I am excited to announce the publication today of my study The Body Camera: The Language of Our Dreams. The article appears in the fantastic resurrection of the historic Yale Journal of Law & Liberation. I am reproducing a short excerpt here, and I hope you like it!
Studying the little-known history of the copaganada surrounding the police body camera is vital at this moment, and it had a profound effect on me. Few stories help us better understand the fraud of “criminal justice reform,” the failure of liberal elites to solve urgent problems, the threat of the punishment bureaucracy amidst rising fascism, the real forces that determine public policy, and how powerful institutions can use propaganda to turn their own failures into more power and profit.
I worked on this project during my research and writing sabbatical last year away from my daily civil rights litigation because the public conversation around the police body camera is one of the greatest achievements of modern copaganda. I studied a decade of public discourse about body cameras as well as the internal statements of police, prosecutors, and industry insiders to understand a simple question: how did a coveted tool of repression that police and prosecutors desperately wanted (but couldn’t get funded) come to be seen by the public—especially liberals—as an essential police reform? If we can understand the answer to this question better, we can begin to learn many of the most important lessons about how powerful institutions trick well-meaning people into tolerating a society that does not live up to its own stated values.
***
Of course, the wise and the learned
Who pen editorials in the papers,
And the gentlemen with Dr. in front of their names
White and black,
Who make surveys and write books
Will live on weaving words to smother the kids who die,
And the sleazy courts,
And the bribe-reaching police,
And the blood-loving generals,
And the money-loving preachers
Will all raise their hands against the kids who die,
Beating them with laws and clubs and bayonets and bullets
--Langston Hughes
"How do you defend yourself from a fantasy—a fantasy that shoots real bullets?"
--Fred Moten
In August 2014, a police officer shot Michael Brown in Ferguson, Missouri.[1] The city exploded in protest over police violence. Every night, people around the country watched as the news covered confrontations between ordinary people and militarized police on the streets of a small town almost no one had ever heard of. The protests spread across the country.[2] People demanded accountability and change.
One of the key responses by political leaders was a coordinated national effort to buy body cameras for police departments from several large corporate vendors. Following the lead of President Barack Obama—who quickly sought hundreds of millions of dollars for purchasing body cameras[3]—a lot of politicians, “experts,” and news outlets championed body cameras as a “reform” in direct response to Michael Brown’s homicide. They portrayed body cameras as a way to make police more “accountable” and “transparent.” As a result, they presented body cameras as a primary answer to the question of police violence. But internal documents, public statements, and industry materials reveal that police—working with the for-profit manufacturers of the cameras and related software—had been desperate to get them for years.

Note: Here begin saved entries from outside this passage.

//! Replay recorded serial transcripts through the codec

use kneespa_communication::{Command, DeviceTracker, ResponseParser};
use kneespa_core::{Actuator, CodecError, DeviceEvent};

enum Entry {
    Host(String),
    Device(String),
}

fn load(name: &str) -> Vec<Entry> {
    let path = format!("{}/tests/fixtures/{}", env!("CARGO_MANIFEST_DIR"), name);
    let text = std::fs::read_to_string(&path).expect("fixture should exist");
    text.lines()
        .filter_map(|line| {
            if let Some(cmd) = line.strip_prefix(">> ") {
                Some(Entry::Host(cmd.to_string()))
            } else if let Some(reply) = line.strip_prefix("<<") {
                Some(Entry::Device(reply.trim_start().to_string()))
            } else {
                None
            }
        })
        .collect()
}

/// Replays a transcript, returning decoded events and rejected lines
fn replay(name: &str) -> (Vec<DeviceEvent>, Vec<CodecError>, DeviceTracker) {
    let mut parser = ResponseParser::new();
    let tracker = DeviceTracker::new();
    let mut events = Vec::new();
    let mut errors = Vec::new();

    for entry in load(name) {
        match entry {
            Entry::Host(line) => {
                let command = Command::from_wire(&line).expect("host line should parse");
                assert_eq!(command.encode(), line, "host line should re-encode verbatim");
            }
            Entry::Device(line) => match parser.parse(&line) {
                Ok(Some(event)) => {
                    tracker.apply(&event);
                    events.push(event);
                }
                Ok(None) => {}
                Err(e) => errors.push(e),
            },
        }
    }

    (events, errors, tracker)
}

#[test]
fn test_startup_and_press() {
    let (events, errors, tracker) = replay("startup_and_press.txt");
    assert!(errors.is_empty());
    assert_eq!(events.len(), 9);
    assert!(events.contains(&DeviceEvent::PressureReport { value: 40.0 }));

    let snapshot = tracker.snapshot();
    assert_eq!(snapshot.position(Actuator::A), Some(512));
    assert_eq!(snapshot.position(Actuator::B), Some(400));
    assert_eq!(snapshot.pressure, Some(0.0));
}

#[test]
fn test_lateral_swing_short_status() {
    let (events, errors, tracker) = replay("lateral_swing.txt");
    assert!(errors.is_empty());

    // "P13 390" carries no step count and "S512 390" no C or pressure
    assert!(events.contains(&DeviceEvent::StatusReport {
        a: 512,
        b: 390,
        c: 1320,
        pressure: 0.0,
    }));

    let snapshot = tracker.snapshot();
    assert_eq!(snapshot.position(Actuator::C), Some(1858));
    assert_eq!(snapshot.steps(Actuator::C), Some(1760));
    assert_eq!(snapshot.position(Actuator::B), Some(390));
}

#[test]
fn test_noisy_link() {
    let (events, errors, tracker) = replay("noisy_link.txt");

    assert_eq!(errors.len(), 2, "banner and over-long report are dropped");
    assert!(events.contains(&DeviceEvent::Error { code: 4 }));

    let snapshot = tracker.snapshot();
    assert_eq!(snapshot.position(Actuator::C), Some(185));
}
//! KneeSpa Settings Crate
//!
//! Connection settings, per-actuator calibration tables and protocol
//! timing, persisted as JSON or TOML.

pub mod config;
pub mod error;

pub use config::{
    default_config_path, Config, ConnectionSettings, DeviceSettings, ProtocolSettings,
};
pub use error::{SettingsError, SettingsResult};
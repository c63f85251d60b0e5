//! # Event Bus Module
//!
//! Publish/subscribe channel between the session layer and whatever is
//! presenting it (the console binary, a future UI, tests).
//!
//! Handlers filter by category or by protocol run and are called
//! synchronously. Async consumers poll a broadcast receiver instead.
//!
//! There is no global instance. Create a bus and share it as
//! `Arc<EventBus>` with every component that publishes.
//!
//! ## Usage
//!
//! ```rust,ignore
//! use kneespa_core::event_bus::{AppEvent, EventBus, EventCategory, EventFilter};
//!
//! let bus = Arc::new(EventBus::new());
//! let subscription = bus.subscribe(
//!     EventFilter::Categories(vec![EventCategory::Protocol]),
//!     |event| println!("{}", event),
//! );
//! bus.unsubscribe(subscription);
//! ```

mod bus;
mod events;

pub use bus::*;
pub use events::*;
//! Device reports and point-in-time device state

use super::actuator::Actuator;
use serde::{Deserialize, Serialize};
use std::collections::BTreeMap;
use std::fmt;

/// One decoded line of device output
#[derive(Debug, Clone, PartialEq, Serialize, Deserialize)]
pub enum DeviceEvent {
    /// Position of a single actuator
    PositionReport {
        /// Reporting actuator.
        actuator: Actuator,
        /// Position code as reported by the controller.
        raw_position: i32,
        /// Motor step counter.
        raw_steps: i32,
    },
    /// Load cell reading in pounds
    PressureReport {
        /// Pressure in lb.
        value: f64,
    },
    /// Combined status: A and B positions, C step counter, pressure
    StatusReport {
        /// Axial position code.
        a: i32,
        /// Horizontal position code.
        b: i32,
        /// Lateral step counter.
        c: i32,
        /// Pressure in lb.
        pressure: f64,
    },
    /// Device ready for the next command
    Ready,
    /// Requested move has completed
    Done,
    /// Firmware reported an error
    Error {
        /// Firmware error code.
        code: u32,
    },
}

impl DeviceEvent {
    /// Whether this event is a Ready/Done handshake
    pub fn is_handshake(&self) -> bool {
        matches!(self, DeviceEvent::Ready | DeviceEvent::Done)
    }
}

impl fmt::Display for DeviceEvent {
    fn fmt(&self, f: &mut fmt::Formatter<'_>) -> fmt::Result {
        match self {
            DeviceEvent::PositionReport {
                actuator,
                raw_position,
                raw_steps,
            } => write!(
                f,
                "position {} = {} ({} steps)",
                actuator, raw_position, raw_steps
            ),
            DeviceEvent::PressureReport { value } => write!(f, "pressure {:.1} lb", value),
            DeviceEvent::StatusReport { a, b, c, pressure } => {
                write!(f, "status A={} B={} C={} P={:.1}", a, b, c, pressure)
            }
            DeviceEvent::Ready => write!(f, "ready"),
            DeviceEvent::Done => write!(f, "done"),
            DeviceEvent::Error { code } => write!(f, "error {}", code),
        }
    }
}

/// Last known position of one actuator
#[derive(Debug, Clone, Copy, PartialEq, Eq, Default, Serialize, Deserialize)]
pub struct PositionReading {
    /// Position code.
    pub raw_position: i32,
    /// Motor step counter.
    pub raw_steps: i32,
}

/// Consistent copy of everything the device has told us
#[derive(Debug, Clone, PartialEq, Default, Serialize, Deserialize)]
pub struct DeviceSnapshot {
    /// Per-actuator positions; absent until the first report.
    pub positions: BTreeMap<Actuator, PositionReading>,
    /// Last pressure reading in lb.
    pub pressure: Option<f64>,
    /// Number of events applied so far.
    pub updates: u64,
}

impl DeviceSnapshot {
    /// Position code of an actuator, if known
    pub fn position(&self, actuator: Actuator) -> Option<i32> {
        self.positions.get(&actuator).map(|r| r.raw_position)
    }

    /// Step counter of an actuator, if known
    pub fn steps(&self, actuator: Actuator) -> Option<i32> {
        self.positions.get(&actuator).map(|r| r.raw_steps)
    }
}

/// Snapshot translated into physical units
#[derive(Debug, Clone, PartialEq, Default, Serialize, Deserialize)]
pub struct PhysicalSnapshot {
    /// Per-actuator physical value (lb or degrees).
    pub values: BTreeMap<Actuator, f64>,
    /// Last pressure reading in lb.
    pub pressure: Option<f64>,
}
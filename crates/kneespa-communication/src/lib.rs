//! # KneeSpa Communication
//!
//! Serial transport, the wire codec for the rig's controller, and the
//! device state tracker that the protocol engine waits on.

pub mod communication;
pub mod device;

pub use communication::{
    loopback::{loopback, LoopbackDevice, LoopbackLink},
    serial::{is_candidate_port, list_ports, SerialLink, SerialPortInfo},
    CommandSink, ConnectionParams, DeviceLink, Transport, TransportEvent, DEFAULT_BAUD_RATE,
};

pub use device::{
    Command, DeviceTracker, Handshake, MoveTarget, ResponseParser, SimulatedRig,
};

Police and their corporate contractors had a problem: They were unable to get local governments to spend the billions of dollars needed to outfit every cop in the U.S. with a mobile surveillance camera that the cops themselves would control. Local police bureaucracies and carceral tech companies were also unable to procure the public money to fulfill their dream of integrating vast amounts of government surveillance data into expensive new cloud-based computing databases that would connect reservoirs of police data to facial and voice recognition software, license plate trackers, and proprietary behavior prediction algorithms.
After Officer Darren Wilson killed Michael Brown, these sophisticated actors were savvy: they used a moment of public outrage and the many calls for change to get self-professed “progressives” in local and national government and well-meaning people in the general public to support one of the most lucrative expansions of surveillance technology in modern history.
How did they do it? As I show in this article, they portrayed Orwellian government surveillance infrastructure as a “reform” for police violence at a moment of extreme uncertainty over what had exactly happened to Brown. In reporting on this “reform,” journalists almost always cut out of media coverage the views of scholars, social movement leaders, and directly impacted people who were warning that unprecedented investment in mobile surveillance cameras, cloud computing networks, and proprietary biometric algorithms controlled by police bureaucrats would have little effect on police violence but instead usher in a more totalitarian era of state repression. Virtually every post-2014 mainstream news article that exists on the subject omits the history of how and why the body cameras were developed and marketed, removing the ability of the general public to understand the primary reasons that the devices were being promoted. When the full story is understood, the scope of propaganda surrounding police body cameras is staggering.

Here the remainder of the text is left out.